Cuando la carrera empieza, el trabajo de Alba Colón termina. Todo tiene que estar chequeado y listo. Nada queda a la improvisación. El cuidado de los detalles hace la diferencia en un mundo tan ferozmente competitivo como el de NASCAR.
Desde su posición de gerente general del Team Chevy, la ingeniera nacida en Salamanca, España, pero de corazón boricua, es la única mujer en tan alta posición en la serie automovilística más importante de Estados Unidos.
Llegar a ese escalón no fue nada fácil para Colón, de 44 años de edad.
Bastará decir que a su arribo a NASCAR en 1994, el septuple campeón Dale Earnhardt, apodado el Intimidador, vaticinó que no aguantaría más de un año.
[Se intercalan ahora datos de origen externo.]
//! IoT Device Viewer
//!
//! Authenticates against the Arduino IoT Cloud with client credentials,
//! aggregates devices, things and properties, and serves them as JSON and
//! as a server-rendered page.

mod aggregate;
mod api;
mod arduino;
mod config;
mod error;
mod models;
mod pipeline;
mod view;

use std::net::SocketAddr;

use tower::ServiceBuilder;
use tower_http::{cors::CorsLayer, trace::TraceLayer};
use tracing_subscriber::{layer::SubscriberExt, util::SubscriberInitExt};

use crate::api::AppState;
use crate::pipeline::DevicePipeline;

#[tokio::main]
async fn main() -> anyhow::Result<()> {
    // Initialize tracing
    tracing_subscriber::registry()
        .with(tracing_subscriber::fmt::layer())
        .with(
            tracing_subscriber::EnvFilter::try_from_default_env()
                .unwrap_or_else(|_| "iot_device_viewer=info,tower_http=debug".into()),
        )
        .init();

    tracing::info!("Starting IoT Device Viewer...");

    // Load configuration
    let config = config::Config::load()?;
    tracing::info!(
        "Configuration loaded (api: {}, strategy: {:?})",
        config.arduino.api_url,
        config.arduino.strategy
    );

    let pipeline = DevicePipeline::from_settings(&config.arduino)?;
    let state = AppState::new(pipeline);

    let app = api::routes().with_state(state).layer(
        ServiceBuilder::new()
            .layer(TraceLayer::new_for_http())
            .layer(CorsLayer::permissive()),
    );

    let addr: SocketAddr = format!("{}:{}", config.server.host, config.server.port).parse()?;
    tracing::info!("Listening on {}", addr);

    let listener = tokio::net::TcpListener::bind(addr).await?;
    axum::serve(listener, app).await?;

    Ok(())
}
Fue Dale Earnhardt quien me dijo que yo no lo iba a lograr en NASCAR, comentó Colón, quien reside en Royal Oak, Michigan. Tras eso, yo quería demostrarle que estaba equivocado.
El campeonísimo -quien murió en la última vuelta de la Daytona 500 en el 2001- se rectificó un año después cuando ganó la carrera de Brickyard 400, la felicitó y le dijo: Yo sabía que lo lograrías. Ese fue uno de los mayores halagos que Colón jamás haya recibido.
Sobre la base de trabajo duro, Colón se impuso en un mundo doblemente adverso para ella por razones de género y cultura.
Cuando le pregunto qué hace en su tiempo libre, Colón exclama:
Eso no existe para mí. Estamos 24 horas al día y siete días a la semana con nuestros equipos, en un trabajo muy fuerte desde febrero a noviembre. A veces en la mitad de la mañana tengo cuatro reuniones. Hay que estar en la pista, en los nuevos proyectos. Si me quedo parada, no soy yo.
Afirma que al año realiza más de 200 viajes en avión y eso le ha enseñado a ser muy pragmática con su equipaje, a no llevar nada que la detenga en los controles de seguridad y tener una gran dosis de paciencia cuando se retrasan los vuelos y sólo hay que esperar y aprovechar para repasar la computadora.
La labor de Alba es supervisar a los ingenieros, chequear que todo esté listo para que los pilotos puedan desenvolverse al máximo nivel a la hora de las carreras. Además integra el equipo de la General Motors que condujo el rediseño de los autos para la temporada del 2013 de NASCAR, donde habrán cambios sustanciales.
El objetivo de los constructores es que los vehículos que compiten en NASCAR se parezcan cada vez más a los automóviles que circulan diariamente en calles y autopistas, informó Colón. La idea es que la gente vea en las distribuidoras los mismos vehículos que compiten en NASCAR, se entusiasmen y los compren.
La construcción del un carro nuevo para NASCAR impulsó mucho más su enorme pasión por el automovilismo y la ingeniería.
Es importante poner una huella, expresó Colón. Buscamos una milla extra de rendimiento, queremos un carro más seguro, y que nada le pase a los pilotos.
El próximo fin de semana, Chevy buscará ganar en Homestead, en el fin de la temporada de NASCAR.
Me encanta el saborcito de Miami, comentó Colón. Vamos a disputar una de las carreras más importanes de los últimos años. Hemos ganado los últimos siete años. Y el lunes siguiente, a las 9 a.m. viajo a Puerto Rico.
Nacida en Salamanca, desde muy pequeña se fue con su familia a vivir a Puerto Rico. Recuerda que su sueño era ser astronauta. Su familia vivía a cinco minutos de la Universidad de Ingeniería de Mayagüez, y esa cercanía le despertó la curiosidad por seguir esa carrera.
Terminado sus estudios universitarios se enroló en NASCAR donde precisamente su pasión por el automovilismo le permitió triunfar.
En medio de esta vida tan intensa se reserva un tiempo para labores de filantropía. Es miembro de la Sociedad de Ingenieros Automotores y ayuda en el reclutamiento de jóvenes ingenieros que llegan de la universidad.
La educación es la base para una vida exitosa, afirmó Colón. Para mi fue clave, por eso me encanta transmitir estas experiencias en los jóvenes para que puedan construir un camino de éxito.
La vida agitada de NASCAR también le dio satisfacciones sentimentales. En uno de sus numerosos viajes en avión conoció al hombre que se convertiría en su esposo, Jeff Ruedisueli, a quien conoció en el aeropuerto, in Greensboro, Carolina del Norte.
Así es la vida de Colón, un apasionado recorrido entre tuercas, pistas de carreras y aeropuertos. Y el motor que la impulsa es su pasión por el mundo automotriz.